EXERCISE GOAL
Without omitting anything, write out the listing below precisely.

── DATA SHOWN ──

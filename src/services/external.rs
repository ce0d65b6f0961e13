//! Collaborators backed by external tools.
//!
//! Each tool is a [`ToolCommand`] whose arguments may contain `{placeholders}`; they are
//! filled per call. Fullfile and pack tools may print a JSON report on stdout.

use anyhow::{Context, Result, bail};
use serde::Deserialize;
use serde::de::DeserializeOwned;
use std::collections::HashMap;
use std::path::Path;
use std::process::Command;

use super::{
    FullfileRequest, FullfileService, ManifestRequest, ManifestService, PackRequest, PackService,
    read_mom,
};
use crate::engine::tools::{manifest_path, www_dir};
use crate::{FullfileReport, MomResult, PackReport};

/// An external program plus templated arguments, e.g. `["--statedir", "{state_dir}"]`.
#[derive(Clone, Debug, Default, Deserialize, PartialEq, Eq)]
pub struct ToolCommand {
    pub program: String,
    #[serde(default)]
    pub args: Vec<String>,
}

impl ToolCommand {
    pub fn new(program: impl Into<String>, args: &[&str]) -> Self {
        Self {
            program: program.into(),
            args: args.iter().map(|a| a.to_string()).collect(),
        }
    }

    /// Substitute `{key}` occurrences in each argument.
    pub fn render(&self, vars: &HashMap<&str, String>) -> Vec<String> {
        self.args
            .iter()
            .map(|arg| {
                vars.iter().fold(arg.clone(), |acc, (k, v)| {
                    acc.replace(&format!("{{{k}}}"), v)
                })
            })
            .collect()
    }

    /// Run with substituted arguments and return stdout. Non-zero exit is an error
    /// carrying all of stdout followed by all of stderr. The streams are captured
    /// apart because stdout alone holds the JSON report.
    pub fn run(&self, vars: &HashMap<&str, String>) -> Result<Vec<u8>> {
        let args = self.render(vars);
        log::debug!("running {} {}", self.program, args.join(" "));
        let output = Command::new(&self.program)
            .args(&args)
            .output()
            .with_context(|| format!("run {}", self.program))?;
        if !output.status.success() {
            let mut combined = output.stdout;
            combined.extend_from_slice(&output.stderr);
            bail!(
                "{} failed ({}):\n{}",
                self.program,
                output.status,
                String::from_utf8_lossy(&combined)
            );
        }
        Ok(output.stdout)
    }
}

fn path_var(p: &Path) -> String {
    p.display().to_string()
}

/// Empty (or whitespace) stdout means "no report".
fn parse_report<T: DeserializeOwned + Default>(program: &str, stdout: &[u8]) -> Result<T> {
    if stdout.iter().all(u8::is_ascii_whitespace) {
        return Ok(T::default());
    }
    serde_json::from_slice(stdout).with_context(|| format!("parse report from {}", program))
}

/// Runs an optional manifest tool, then reads the Manifest.MoM it left under `www/<version>/`.
#[derive(Clone, Debug, Default)]
pub struct ExternalManifests {
    /// `None` when manifests were materialized before the build started.
    pub command: Option<ToolCommand>,
}

impl ManifestService for ExternalManifests {
    fn materialize(&self, req: &ManifestRequest<'_>) -> Result<MomResult> {
        if let Some(cmd) = &self.command {
            let vars = HashMap::from([
                ("state_dir", path_var(req.state_dir)),
                ("version", req.version.to_string()),
                ("previous", req.previous.to_string()),
                ("min_version", req.min_version.to_string()),
                ("format", req.format.to_string()),
                ("workers", req.workers.to_string()),
            ]);
            cmd.run(&vars)?;
        }
        let www = www_dir(req.state_dir);
        let mut mom = read_mom(&manifest_path(&www, req.version, "MoM"))?;
        if mom.version != req.version {
            bail!(
                "Manifest.MoM reports version {} but version {} is being built",
                mom.version,
                req.version
            );
        }
        mom.full_manifest = manifest_path(&www, req.version, "full");
        Ok(mom)
    }
}

#[derive(Clone, Debug)]
pub struct ExternalFullfiles {
    pub command: ToolCommand,
}

impl FullfileService for ExternalFullfiles {
    fn generate(&self, req: &FullfileRequest<'_>) -> Result<FullfileReport> {
        let vars = HashMap::from([
            ("full_manifest", path_var(req.full_manifest)),
            ("chroot", path_var(req.chroot)),
            ("output_dir", path_var(req.output_dir)),
            ("workers", req.workers.to_string()),
            ("compression", req.compression.join(",")),
        ]);
        let stdout = self.command.run(&vars)?;
        parse_report(&self.command.program, &stdout)
    }
}

#[derive(Clone, Debug)]
pub struct ExternalPacks {
    pub command: ToolCommand,
}

impl PackService for ExternalPacks {
    fn build_pack(&self, req: &PackRequest<'_>) -> Result<PackReport> {
        let vars = HashMap::from([
            ("bundle", req.bundle.to_string()),
            ("from", req.from.to_string()),
            ("to", req.to.to_string()),
            ("output_dir", path_var(req.output_dir)),
            ("content_dir", path_var(req.content_dir)),
        ]);
        let stdout = self.command.run(&vars)?;
        parse_report(&self.command.program, &stdout)
    }
}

───

TASK ANSWER
filename src/services/external.rs
repository ce0d65b6f0961e13
//! Collaborators backed by external tools.
//!
//! Each tool is a [`ToolCommand`] whose arguments may contain `{placeholders}`; they are
//! filled per call. Fullfile and pack tools may print a JSON report on stdout.

use anyhow::{Context, Result, bail};
use serde::Deserialize;
use serde::de::DeserializeOwned;
use std::collections::HashMap;
use std::path::Path;
use std::process::Command;

use super::{
    FullfileRequest, FullfileService, ManifestRequest, ManifestService, PackRequest, PackService,
    read_mom,
};
use crate::engine::tools::{manifest_path, www_dir};
use crate::{FullfileReport, MomResult, PackReport};

/// An external program plus templated arguments, e.g. `["--statedir", "{state_dir}"]`.
#[derive(Clone, Debug, Default, Deserialize, PartialEq, Eq)]
pub struct ToolCommand {
    pub program: String,
    #[serde(default)]
    pub args: Vec<String>,
}

impl ToolCommand {
    pub fn new(program: impl Into<String>, args: &[&str]) -> Self {
        Self {
            program: program.into(),
            args: args.iter().map(|a| a.to_string()).collect(),
        }
    }

    /// Substitute `{key}` occurrences in each argument.
    pub fn render(&self, vars: &HashMap<&str, String>) -> Vec<String> {
        self.args
            .iter()
            .map(|arg| {
                vars.iter().fold(arg.clone(), |acc, (k, v)| {
                    acc.replace(&format!("{{{k}}}"), v)
                })
            })
            .collect()
    }

    /// Run with substituted arguments and return stdout. Non-zero exit is an error
    /// carrying all of stdout followed by all of stderr. The streams are captured
    /// apart because stdout alone holds the JSON report.
    pub fn run(&self, vars: &HashMap<&str, String>) -> Result<Vec<u8>> {
        let args = self.render(vars);
        log::debug!("running {} {}", self.program, args.join(" "));
        let output = Command::new(&self.program)
            .args(&args)
            .output()
            .with_context(|| format!("run {}", self.program))?;
        if !output.status.success() {
            let mut combined = output.stdout;
            combined.extend_from_slice(&output.stderr);
            bail!(
                "{} failed ({}):\n{}",
                self.program,
                output.status,
                String::from_utf8_lossy(&combined)
            );
        }
        Ok(output.stdout)
    }
}

fn path_var(p: &Path) -> String {
    p.display().to_string()
}

/// Empty (or whitespace) stdout means "no report".
fn parse_report<T: DeserializeOwned + Default>(program: &str, stdout: &[u8]) -> Result<T> {
    if stdout.iter().all(u8::is_ascii_whitespace) {
        return Ok(T::default());
    }
    serde_json::from_slice(stdout).with_context(|| format!("parse report from {}", program))
}

/// Runs an optional manifest tool, then reads the Manifest.MoM it left under `www/<version>/`.
#[derive(Clone, Debug, Default)]
pub struct ExternalManifests {
    /// `None` when manifests were materialized before the build started.
    pub command: Option<ToolCommand>,
}

impl ManifestService for ExternalManifests {
    fn materialize(&self, req: &ManifestRequest<'_>) -> Result<MomResult> {
        if let Some(cmd) = &self.command {
            let vars = HashMap::from([
                ("state_dir", path_var(req.state_dir)),
                ("version", req.version.to_string()),
                ("previous", req.previous.to_string()),
                ("min_version", req.min_version.to_string()),
                ("format", req.format.to_string()),
                ("workers", req.workers.to_string()),
            ]);
            cmd.run(&vars)?;
        }
        let www = www_dir(req.state_dir);
        let mut mom = read_mom(&manifest_path(&www, req.version, "MoM"))?;
        if mom.version != req.version {
            bail!(
                "Manifest.MoM reports version {} but version {} is being built",
                mom.version,
                req.version
            );
        }
        mom.full_manifest = manifest_path(&www, req.version, "full");
        Ok(mom)
    }
}

#[derive(Clone, Debug)]
pub struct ExternalFullfiles {
    pub command: ToolCommand,
}

impl FullfileService for ExternalFullfiles {
    fn generate(&self, req: &FullfileRequest<'_>) -> Result<FullfileReport> {
        let vars = HashMap::from([
            ("full_manifest", path_var(req.full_manifest)),
            ("chroot", path_var(req.chroot)),
            ("output_dir", path_var(req.output_dir)),
            ("workers", req.workers.to_string()),
            ("compression", req.compression.join(",")),
        ]);
        let stdout = self.command.run(&vars)?;
        parse_report(&self.command.program, &stdout)
    }
}

#[derive(Clone, Debug)]
pub struct ExternalPacks {
    pub command: ToolCommand,
}

impl PackService for ExternalPacks {
    fn build_pack(&self, req: &PackRequest<'_>) -> Result<PackReport> {
        let vars = HashMap::from([
            ("bundle", req.bundle.to_string()),
            ("from", req.from.to_string()),
            ("to", req.to.to_string()),
            ("output_dir", path_var(req.output_dir)),
            ("content_dir", path_var(req.content_dir)),
        ]);
        let stdout = self.command.run(&vars)?;
        parse_report(&self.command.program, &stdout)
    }
}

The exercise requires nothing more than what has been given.